To tell you the truth, I don't usually like books that are too "literary." I mean I love reading and all, but I'd normally go for "pop literature," like Harry Potter and The Da Vinci Code and Twilight (lol!) and all those legal thrillers by John Grisham. I love action more than the description (which, by the way is the exact opposite of Twilight where all Bella did was to go on and on about how beautiful Edward was. Duh). Anyway, I like novels where things happened, and happened fast. Movement catches my attention more than details, and I guess it's got a lot to do with my hyperactivity.
However, How to Buy a Love of Reading is as pop as much as it is literary. Pardon my poor allusion given my limited scope in the different genres of literature, but it's like a cross between Special Topics in Calamity Physics and The Time Traveler's Wife. It's got the wit and humor of the former and the depth and literary beat of the latter.

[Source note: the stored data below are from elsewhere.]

//! Occupancy grid over one open region.
//!
//! Used where the room graph abstraction is too coarse: a warehouse-like
//! open area with scattered furniture has one graph node but needs real
//! routing around its contents.
//!
//! # Sampling guarantee
//!
//! Node spacing is `√2 × agent_radius`, so the diagonal between adjacent
//! nodes is `2 × agent_radius`: after every obstacle is expanded by the
//! agent's radius, no obstacle large enough to block the agent can fall
//! between sample points undetected.
//!
//! The grid is built once per region and cached on the instance; rebuilding
//! with new parameters is the only invalidation.

use bnav_core::{BCube, Point2, Point3};

/// Row-major lattice of open/blocked nodes covering a region's xy footprint.
pub struct DenseGrid {
    /// Node (0,0) position; node (i,j) is at `origin + (i,j) * spacing`.
    origin: Point2,
    spacing: f32,
    nx: usize,
    ny: usize,
    /// Row-major occupancy; `true` = agent center may stand here.
    open: Vec<bool>,
}

impl DenseGrid {
    /// An unbuilt grid.  [`find_path`](crate::search::find_path) on it fails
    /// with [`GridError::NotBuilt`](crate::GridError::NotBuilt).
    pub fn empty() -> Self {
        Self {
            origin: Point2::new(0.0, 0.0),
            spacing: 0.0,
            nx: 0,
            ny: 0,
            open: Vec::new(),
        }
    }

    /// Build the occupancy grid for `region`.
    ///
    /// Every obstacle is expanded by `agent_radius` in the horizontal plane;
    /// a node is open iff the agent's center at that node is outside all
    /// expanded obstacles.  A region smaller than `2 × spacing` on either
    /// axis produces the explicit unbuilt state rather than an error — the
    /// caller's fallback logic treats it as "no grid available".
    pub fn build(region: &BCube, obstacles: &[BCube], agent_radius: f32) -> Self {
        let spacing = std::f32::consts::SQRT_2 * agent_radius;
        if spacing <= 0.0 || region.dx() <= 2.0 * spacing || region.dy() <= 2.0 * spacing {
            return Self::empty();
        }

        let nx = (region.dx() / spacing).floor() as usize;
        let ny = (region.dy() / spacing).floor() as usize;
        // Center the lattice inside the region.
        let origin = Point2::new(
            region.lo.x + 0.5 * (region.dx() - (nx - 1) as f32 * spacing),
            region.lo.y + 0.5 * (region.dy() - (ny - 1) as f32 * spacing),
        );

        let keepouts: Vec<BCube> = obstacles.iter().map(|o| o.expand_xy(agent_radius)).collect();

        let mut open = vec![true; nx * ny];
        for j in 0..ny {
            for i in 0..nx {
                let p = Point2::new(
                    origin.x + i as f32 * spacing,
                    origin.y + j as f32 * spacing,
                );
                if keepouts.iter().any(|k| k.contains_xy(p)) {
                    open[j * nx + i] = false;
                }
            }
        }

        Self { origin, spacing, nx, ny, open }
    }

    /// `false` for grids from [`empty`](Self::empty) or undersized regions.
    pub fn is_built(&self) -> bool {
        self.nx > 0 && self.ny > 0
    }

    pub fn dims(&self) -> (usize, usize) {
        (self.nx, self.ny)
    }

    pub fn node_count(&self) -> usize {
        self.nx * self.ny
    }

    #[inline]
    pub(crate) fn index(&self, i: usize, j: usize) -> usize {
        debug_assert!(i < self.nx && j < self.ny);
        j * self.nx + i
    }

    #[inline]
    pub(crate) fn is_open(&self, i: usize, j: usize) -> bool {
        self.open[self.index(i, j)]
    }

    /// World position of node `(i, j)`.
    #[inline]
    pub(crate) fn node_pos(&self, i: usize, j: usize) -> Point2 {
        Point2::new(
            self.origin.x + i as f32 * self.spacing,
            self.origin.y + j as f32 * self.spacing,
        )
    }

    /// Nearest open node to `p`, searched over the 2×2 neighborhood of its
    /// fractional grid coordinate.  Out-of-range and blocked candidates are
    /// rejected; `None` if all four are.
    pub(crate) fn snap(&self, p: Point3) -> Option<(usize, usize)> {
        let fx = (p.x - self.origin.x) / self.spacing;
        let fy = (p.y - self.origin.y) / self.spacing;
        let mut best: Option<((usize, usize), f32)> = None;
        for gx in [fx.floor(), fx.ceil()] {
            for gy in [fy.floor(), fy.ceil()] {
                if gx < 0.0 || gy < 0.0 || gx >= self.nx as f32 || gy >= self.ny as f32 {
                    continue;
                }
                let (i, j) = (gx as usize, gy as usize);
                if !self.is_open(i, j) {
                    continue;
                }
                let d = self.node_pos(i, j).dist(p.xy());
                if best.map_or(true, |(_, bd)| d < bd) {
                    best = Some(((i, j), d));
                }
            }
        }
        best.map(|(ij, _)| ij)
    }
}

The story is told from different angles, never settling on one character's point of view. I mean the story is told in a third person point of view, but the perspective always shifts from character to character. You are treated to different points of view, which gives you a wider understanding of the the characters and their actions, their hopes and their pain.
There is so much pain in this novel. Not hardcore pain, but the kind of pain that is profoundly beautiful and touching. Carley knowing that she doesn't fit, longing for the approval of her mother and later the love of her best friend. Hunter seeking the approval of everyone by being different, and drowning out his vanity and his shame of it by drinking. Their pain is mine as much as it is their own. My heart ached with yearning as I read the book, wishing things were better for the protagonists, but knowing that if they were the story wouldn't be quite as endearing.
The ending of the book is a bit tragic, but I guess I should have seen it coming, I should have read it between the lines, I should have foreshadowed. But I was too hopeful that there would be there would be some sort of salvation for the characters, it didn't occur to me that the way they're stuck as deep as they are, it would take something drastic to change their lives. Everything adds up to that climax, and it caught me by surprise that it made me want to cry but I can't, because that tragedy spelled redemption for everyone.
When in his review, author Glen David Gold claimed that "you can buy a love of reading yourself, very easily, right now," I suppose (actually, I'm quite sure) that he is being literal: Buy (and read) How to Buy a Love of Reading, and you will actually acquire a love of reading. It made me want to devour books again, to be that kid who lived in the world of make believe, a world as real as it is in my head.
But more than that, the book actually made me want to write again, as in write write, not the sort of write like when I update my tumblr as if it's a diary. For the record, I never kept a diary even when I was younger, I just found it too cheesy. Yes, I had a lot of notebooks where I would write about the stuff that came into my head, but those were just snippets, ideas, that I would later write as an essay and not as a journal entry. I did not begin my entries with "Dear Diary,..."
On second thought, maybe my tumblr has actually become my diary. No, I still don't write "Dear tumblr,..." But I digress again.
To close it off, I strongly recommend that you read How to Buy a Love of Reading. It is a story that will touch you in ways that you cannot imagine, even if you think you've read everything there is to read and there is nothing that can surprise you anymore."